AN ENNISKILLEN woman has been given a two-month prison sentence after she was convicted of persistent improper use of communications and wasting police time and false reporting.

Caroline Irwin (54), with an address of Coleshill Park, Enniskillen appeared at Enniskillen Magistrates Court via videolink from Hydebank Prison on Monday.

The court heard that on numerous dates in January, 2021, the defendant called police, reporting fears of her own safety. Between January 1-4, police received 29 calls from Irwin.

On January 4, they spoke to her at around 4am, and again at 4.45am, and there was nothing amiss, with the court hearing that she was lonely and wanted to show police things in her house.

The defendant was strongly advised against ringing the police again, but at 5am she rang alleging concerns for her safety, which were unfounded, and she was arrested.

During interview, Irwin was upset and admitted calling police, and said that she was lonely. The 54-year-old was bailed and told not to contact emergency services unless for a genuine reason.

However, between January 11-19, 41 calls were made to the 101 number by Irwin, with the majority of them tasking both police and the ambulance service.

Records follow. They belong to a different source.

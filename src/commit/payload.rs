//! Size-bounded diff payloads for the text-generation backend.

use tracing::{info, warn};

use crate::config::PipelineConfig;
use crate::error::ClassificationError;
use crate::git::{RepositoryHandle, staged_diff};

/// Marker that opens every per-file block of a unified diff.
const FILE_DIFF_MARKER: &str = "diff --git ";

/// A diff ready to be embedded in a prompt.
#[derive(Debug, Clone, PartialEq, Eq)]
pub struct DiffPayload {
    pub text: String,
    /// Whether whole file blocks were dropped, or the single kept block is
    /// larger than the cap.
    pub truncated: bool,
    pub size_bytes: usize,
}

impl DiffPayload {
    pub fn is_empty(&self) -> bool {
        self.text.is_empty()
    }
}

/// Collect the staged diff and bound it to the configured size.
pub fn prepare_payload(
    handle: &RepositoryHandle,
    config: &PipelineConfig,
) -> Result<DiffPayload, ClassificationError> {
    let raw = staged_diff(handle, config.rename_detection)?;
    let payload = limit_diff(&raw, config.max_diff_chars);

    info!(
        chars = payload.text.chars().count(),
        truncated = payload.truncated,
        "Retrieved staged diff"
    );
    if payload.truncated {
        warn!(
            "Diff exceeds {} characters and was truncated at a file boundary",
            config.max_diff_chars
        );
    }

    Ok(payload)
}

/// Bound a unified diff to `max_chars` characters without splitting a file.
///
/// The diff is cut into segments, each starting at a `diff --git ` line
/// (text before the first marker is a segment of its own). Whole segments are
/// kept in order while the total stays within the cap. If even the first
/// segment is over the cap it is kept on its own, so the result is never
/// empty for a non-empty diff; `truncated` is then set as well.
pub fn limit_diff(raw: &str, max_chars: usize) -> DiffPayload {
    if raw.chars().count() <= max_chars {
        return DiffPayload {
            text: raw.to_string(),
            truncated: false,
            size_bytes: raw.len(),
        };
    }

    let mut text = String::new();
    let mut used = 0usize;

    for segment in split_segments(raw) {
        let len = segment.chars().count();
        if used + len > max_chars {
            if text.is_empty() {
                text.push_str(segment);
            }
            break;
        }
        text.push_str(segment);
        used += len;
    }

    DiffPayload {
        truncated: text.len() < raw.len() || text.chars().count() > max_chars,
        size_bytes: text.len(),
        text,
    }
}

/// Split a unified diff at every line that starts a file block.
///
/// The segments concatenate back to the input exactly.
pub fn split_segments(raw: &str) -> Vec<&str> {
    let mut starts: Vec<usize> = Vec::new();
    if raw.starts_with(FILE_DIFF_MARKER) {
        starts.push(0);
    }
    starts.extend(
        raw.match_indices(&format!("\n{FILE_DIFF_MARKER}"))
            .map(|(idx, _)| idx + 1),
    );

    let mut segments = Vec::with_capacity(starts.len() + 1);
    let mut prev = 0;
    for start in starts {
        if start > prev {
            segments.push(&raw[prev..start]);
        }
        prev = start;
    }
    if prev < raw.len() {
        segments.push(&raw[prev..]);
    }
    segments
}
//! Shared test utilities for integration tests.
//!
//! Not all functions are used by every test file, but they're shared across tests.
#![allow(dead_code)]

use std::path::Path;
use std::sync::Mutex;

use async_trait::async_trait;
use git2::{Oid, Repository, Signature};

use commitsmith::{Completion, GenerationError, RepositoryHandle, TextBackend};

/// A test git repository builder for integration tests.
pub struct TestRepo {
    pub dir: tempfile::TempDir,
    pub repo: Repository,
}

impl TestRepo {
    /// Create a new empty git repository in a temp directory.
    ///
    /// A local identity is configured so commits made through the library
    /// can resolve a signature.
    pub fn new() -> Self {
        let dir = tempfile::tempdir().expect("Failed to create temp directory");
        let repo = Repository::init(dir.path()).expect("Failed to init git repo");
        {
            let mut config = repo.config().expect("Failed to open repo config");
            config.set_str("user.name", "Test User").expect("Failed to set user.name");
            config
                .set_str("user.email", "test@example.com")
                .expect("Failed to set user.email");
        }
        Self { dir, repo }
    }

    pub fn path(&self) -> &Path {
        self.dir.path()
    }

    /// Open a library handle on this repository.
    pub fn handle(&self) -> RepositoryHandle {
        RepositoryHandle::open(self.path()).expect("Failed to open repository handle")
    }

    /// Get the test signature for commits.
    fn signature(&self) -> Signature<'_> {
        Signature::now("Test User", "test@example.com").expect("Failed to create signature")
    }

    /// Write a file relative to the repository root, creating parent dirs.
    pub fn write_file(&self, name: &str, content: &str) {
        let path = self.path().join(name);
        if let Some(parent) = path.parent() {
            std::fs::create_dir_all(parent).expect("Failed to create parent dirs");
        }
        std::fs::write(path, content).expect("Failed to write test file");
    }

    pub fn remove_file(&self, name: &str) {
        std::fs::remove_file(self.path().join(name)).expect("Failed to remove test file");
    }

    /// Add a path to the index.
    pub fn stage(&self, name: &str) {
        let mut index = self.repo.index().expect("Failed to get index");
        index.add_path(Path::new(name)).expect("Failed to add file");
        index.write().expect("Failed to write index");
    }

    /// Move a tracked file and stage both sides of the move.
    pub fn stage_rename(&self, old: &str, new: &str) {
        std::fs::rename(self.path().join(old), self.path().join(new))
            .expect("Failed to rename file");
        let mut index = self.repo.index().expect("Failed to get index");
        index.remove_path(Path::new(old)).expect("Failed to remove old path");
        index.add_path(Path::new(new)).expect("Failed to add new path");
        index.write().expect("Failed to write index");
    }

    /// Commit whatever is in the index. Returns the commit OID.
    pub fn commit_index(&self, message: &str) -> Oid {
        let sig = self.signature();

        let mut index = self.repo.index().expect("Failed to get index");
        let tree_id = index.write_tree().expect("Failed to write tree");
        let tree = self.repo.find_tree(tree_id).expect("Failed to find tree");

        // Get parent commit if exists
        let parent = self.repo.head().ok().and_then(|h| h.peel_to_commit().ok());
        let parents: Vec<&git2::Commit> = parent.iter().collect();

        self.repo
            .commit(Some("HEAD"), &sig, &sig, message, &tree, &parents)
            .expect("Failed to create commit")
    }

    /// Write, stage and commit a single file.
    pub fn commit_file(&self, name: &str, content: &str, message: &str) -> Oid {
        self.write_file(name, content);
        self.stage(name);
        self.commit_index(message)
    }

    /// Message of the commit HEAD points to.
    pub fn head_message(&self) -> String {
        self.repo
            .head()
            .expect("No HEAD")
            .peel_to_commit()
            .expect("HEAD is not a commit")
            .message()
            .unwrap_or("")
            .to_string()
    }
}

/// Backend that replays canned replies in order and records every prompt.
///
/// Once the script runs out the last reply is repeated.
pub struct ScriptedBackend {
    replies: Vec<Result<String, GenerationError>>,
    prompts: Mutex<Vec<String>>,
}

impl ScriptedBackend {
    pub fn new(replies: Vec<Result<String, GenerationError>>) -> Self {
        assert!(!replies.is_empty(), "script needs at least one reply");
        Self {
            replies,
            prompts: Mutex::new(Vec::new()),
        }
    }

    pub fn replying(text: &str) -> Self {
        Self::new(vec![Ok(text.to_string())])
    }

    pub fn calls(&self) -> usize {
        self.prompts.lock().unwrap().len()
    }

    pub fn prompts(&self) -> Vec<String> {
        self.prompts.lock().unwrap().clone()
    }
}

#[async_trait]
impl TextBackend for ScriptedBackend {
    async fn complete(
        &self,
        prompt: &str,
        _model: &str,
        _credential: &str,
    ) -> Result<Completion, GenerationError> {
        let index = {
            let mut prompts = self.prompts.lock().unwrap();
            prompts.push(prompt.to_string());
            prompts.len() - 1
        };
        let reply = &self.replies[index.min(self.replies.len() - 1)];
        reply.clone().map(|text| Completion { text })
    }
}
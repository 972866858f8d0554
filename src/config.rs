//! Pipeline limits and backend settings.
//!
//! Backend settings come from the environment (a `.env` file is loaded by the
//! binary before this runs). Pipeline limits have defaults that the CLI can
//! override.

use std::env;
use std::time::Duration;

use tracing::warn;

/// Default character budget for the staged diff sent to the backend.
pub const DEFAULT_MAX_DIFF_CHARS: usize = 3000;

/// Default number of generation attempts before asking for manual entry.
pub const DEFAULT_MAX_ATTEMPTS: u32 = 3;

/// Default number of changed files listed by the front end.
pub const DEFAULT_MAX_LISTED_FILES: usize = 50;

/// Default model identifier.
pub const DEFAULT_MODEL: &str = "llama-3.1-8b-instant";

/// Default OpenAI-compatible endpoint (Groq).
pub const DEFAULT_BASE_URL: &str = "https://api.groq.com/openai";

/// Default request timeout in seconds.
pub const DEFAULT_TIMEOUT_SECS: u64 = 60;

/// Credential variables, checked in order.
const API_KEY_ENV_VARS: [&str; 2] = ["GROQ_API_KEY", "COMMITSMITH_API_KEY"];
const MODEL_ENV_VAR: &str = "COMMITSMITH_MODEL";
const BASE_URL_ENV_VAR: &str = "COMMITSMITH_BASE_URL";
const TIMEOUT_ENV_VAR: &str = "COMMITSMITH_TIMEOUT";

/// Limits and feature flags for one pipeline run.
#[derive(Debug, Clone, PartialEq, Eq)]
pub struct PipelineConfig {
    /// Character cap applied to the staged diff.
    pub max_diff_chars: usize,
    /// Generation attempts before the manual-entry fallback.
    pub max_attempts: u32,
    /// Pair deleted/added paths into renames in diff queries.
    pub rename_detection: bool,
    /// Accept `rename` and `remove` in addition to the ten core types.
    pub extended_types: bool,
    /// How many changed files the front end lists.
    pub max_listed_files: usize,
}

impl Default for PipelineConfig {
    fn default() -> Self {
        Self {
            max_diff_chars: DEFAULT_MAX_DIFF_CHARS,
            max_attempts: DEFAULT_MAX_ATTEMPTS,
            rename_detection: true,
            extended_types: true,
            max_listed_files: DEFAULT_MAX_LISTED_FILES,
        }
    }
}

/// Settings for the OpenAI-compatible text-generation backend.
#[derive(Clone, PartialEq, Eq)]
pub struct BackendConfig {
    pub api_key: Option<String>,
    pub model: String,
    pub base_url: String,
    pub timeout: Duration,
}

// Keep the credential out of debug output.
impl std::fmt::Debug for BackendConfig {
    fn fmt(&self, f: &mut std::fmt::Formatter<'_>) -> std::fmt::Result {
        f.debug_struct("BackendConfig")
            .field("api_key", &self.api_key.as_ref().map(|_| "<redacted>"))
            .field("model", &self.model)
            .field("base_url", &self.base_url)
            .field("timeout", &self.timeout)
            .finish()
    }
}

impl Default for BackendConfig {
    fn default() -> Self {
        Self {
            api_key: None,
            model: DEFAULT_MODEL.to_string(),
            base_url: DEFAULT_BASE_URL.to_string(),
            timeout: Duration::from_secs(DEFAULT_TIMEOUT_SECS),
        }
    }
}

impl BackendConfig {
    /// Read backend settings from the environment.
    pub fn from_env() -> Self {
        Self {
            api_key: get_api_key(),
            model: non_empty_var(MODEL_ENV_VAR).unwrap_or_else(|| DEFAULT_MODEL.to_string()),
            base_url: non_empty_var(BASE_URL_ENV_VAR)
                .unwrap_or_else(|| DEFAULT_BASE_URL.to_string()),
            timeout: get_timeout(),
        }
    }
}

/// Get the API key, trying each credential variable in order.
fn get_api_key() -> Option<String> {
    API_KEY_ENV_VARS.iter().find_map(|name| non_empty_var(name))
}

/// Get the configured request timeout.
///
/// Logs a warning if the environment variable is set but is not a
/// non-negative integer.
fn get_timeout() -> Duration {
    match non_empty_var(TIMEOUT_ENV_VAR) {
        Some(v) => match v.parse::<u64>() {
            Ok(secs) => Duration::from_secs(secs),
            Err(_) => {
                warn!(
                    "Invalid {} value '{}', using default {}s",
                    TIMEOUT_ENV_VAR, v, DEFAULT_TIMEOUT_SECS
                );
                Duration::from_secs(DEFAULT_TIMEOUT_SECS)
            }
        },
        None => Duration::from_secs(DEFAULT_TIMEOUT_SECS),
    }
}

fn non_empty_var(name: &str) -> Option<String> {
    env::var(name)
        .ok()
        .map(|v| v.trim().to_string())
        .filter(|v| !v.is_empty())
}
//! Error types for commitsmith modules using thiserror.

use std::fmt;
use std::path::PathBuf;

use thiserror::Error;

/// Errors from opening or validating a repository.
#[derive(Error, Debug)]
pub enum RepositoryError {
    #[error("Not a git repository: {path}")]
    NotARepository {
        path: PathBuf,
        #[source]
        source: git2::Error,
    },

    #[error("Repository at {0} is bare (no working tree)")]
    Bare(PathBuf),

    #[error("Failed to open repository: {0}")]
    OpenFailed(#[source] git2::Error),
}

/// Errors from querying the change partitions or the staged diff.
#[derive(Error, Debug)]
pub enum ClassificationError {
    #[error(transparent)]
    Repository(#[from] RepositoryError),

    #[error("Failed to read repository status: {0}")]
    StatusFailed(#[source] git2::Error),

    #[error("Failed to collect diff: {0}")]
    DiffFailed(#[source] git2::Error),
}

/// What went wrong while talking to the text-generation backend.
#[derive(Debug, Clone, Copy, PartialEq, Eq)]
pub enum GenerationErrorKind {
    /// No credential configured, or the backend rejected it.
    AuthMissing,
    /// The prompt is too large for the backend's context window.
    PayloadTooLarge,
    /// Network failure, timeout, rate limit or server-side error.
    Transient,
    /// Anything the backend did that we could not classify.
    Unknown,
}

impl GenerationErrorKind {
    pub fn as_str(&self) -> &'static str {
        match self {
            GenerationErrorKind::AuthMissing => "auth-missing",
            GenerationErrorKind::PayloadTooLarge => "payload-too-large",
            GenerationErrorKind::Transient => "transient",
            GenerationErrorKind::Unknown => "unknown",
        }
    }

    /// Only transient and unclassified failures may be retried.
    pub fn is_retryable(&self) -> bool {
        matches!(
            self,
            GenerationErrorKind::Transient | GenerationErrorKind::Unknown
        )
    }
}

impl fmt::Display for GenerationErrorKind {
    fn fmt(&self, f: &mut fmt::Formatter<'_>) -> fmt::Result {
        f.write_str(self.as_str())
    }
}

/// Error from the message generator or its backend.
#[derive(Error, Debug, Clone, PartialEq, Eq)]
#[error("Text generation failed ({kind}): {message}")]
pub struct GenerationError {
    pub kind: GenerationErrorKind,
    pub message: String,
}

impl GenerationError {
    pub fn new(kind: GenerationErrorKind, message: impl Into<String>) -> Self {
        Self {
            kind,
            message: message.into(),
        }
    }

    pub fn auth_missing(message: impl Into<String>) -> Self {
        Self::new(GenerationErrorKind::AuthMissing, message)
    }

    pub fn payload_too_large(message: impl Into<String>) -> Self {
        Self::new(GenerationErrorKind::PayloadTooLarge, message)
    }

    pub fn transient(message: impl Into<String>) -> Self {
        Self::new(GenerationErrorKind::Transient, message)
    }

    pub fn unknown(message: impl Into<String>) -> Self {
        Self::new(GenerationErrorKind::Unknown, message)
    }

    pub fn is_retryable(&self) -> bool {
        self.kind.is_retryable()
    }

    /// One human-readable message per failure kind, for the front end.
    pub fn user_message(&self) -> String {
        match self.kind {
            GenerationErrorKind::AuthMissing => {
                "No valid API key for the text-generation backend. Set GROQ_API_KEY (or COMMITSMITH_API_KEY) in your environment or a .env file.".to_string()
            }
            GenerationErrorKind::PayloadTooLarge => {
                "The diff is too large for the text-generation backend. Stage fewer changes or lower --max-diff-chars and try again.".to_string()
            }
            GenerationErrorKind::Transient => {
                format!("The text-generation backend is unreachable right now: {}", self.message)
            }
            GenerationErrorKind::Unknown => {
                format!("The text-generation backend returned an unexpected error: {}", self.message)
            }
        }
    }
}

/// Errors from staging the user's selection.
#[derive(Error, Debug)]
pub enum StageError {
    #[error("No files selected. Select at least one file to commit.")]
    NothingSelected,

    #[error("Failed to stage changes: {0}")]
    VcsFailure(String),
}

/// Errors from creating a commit.
#[derive(Error, Debug)]
pub enum CommitError {
    #[error("Commit message is empty")]
    EmptyMessage,

    #[error("Nothing staged to commit")]
    NothingStaged,

    #[error("Failed to create commit: {0}")]
    VcsFailure(String),
}

/// Errors from pushing to the remote.
#[derive(Error, Debug)]
pub enum PushError {
    #[error("No remote repository named 'origin' found")]
    NoRemote,

    #[error("Failed to push to remote repository: {0}")]
    VcsFailure(String),
}

/// Errors from session-level coordination.
#[derive(Error, Debug)]
pub enum SessionError {
    #[error("A commit message is already being generated for this repository")]
    GenerationInProgress,

    #[error(transparent)]
    Repository(#[from] RepositoryError),
}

The Northern Ireland Ambulance Service checked back on their records, noting that Irwin had called them more than 70 times in a 12-month period.

On January 19, the defendant rang claiming she was going to slit her wrists with a kitchen knife, but when police arrived there was no knife, and Irwin became abusive and said she did not need any help.

Full admissions

Irwin made full admissions when interviewed the following day, and said she thought her lost dog was an emergency, and admitted that she was abusing the 999 number.

District Judge Steven Keown described her actions as an “outrageous” waste of emergency services’ time, especially during a pandemic.

Ciaran Roddy, defence barrister for Irwin, said that his client’s issues such as loneliness had been exacerbated by the pandemic, adding there was a “degree of pity” for Irwin, who was candid about her loneliness and alcohol issues.

Judge Keown said that if Irwin continued to reoffend, she would spend more and more time in custody, to which the defendant replied that she had learnt her lesson and she was afraid of losing her dog, which meant the world to her.

Irwin was given a two-month sentence, with Judge Keown commenting that he hoped she got the help she needed, or it would be a revolving door for her in and out of custody.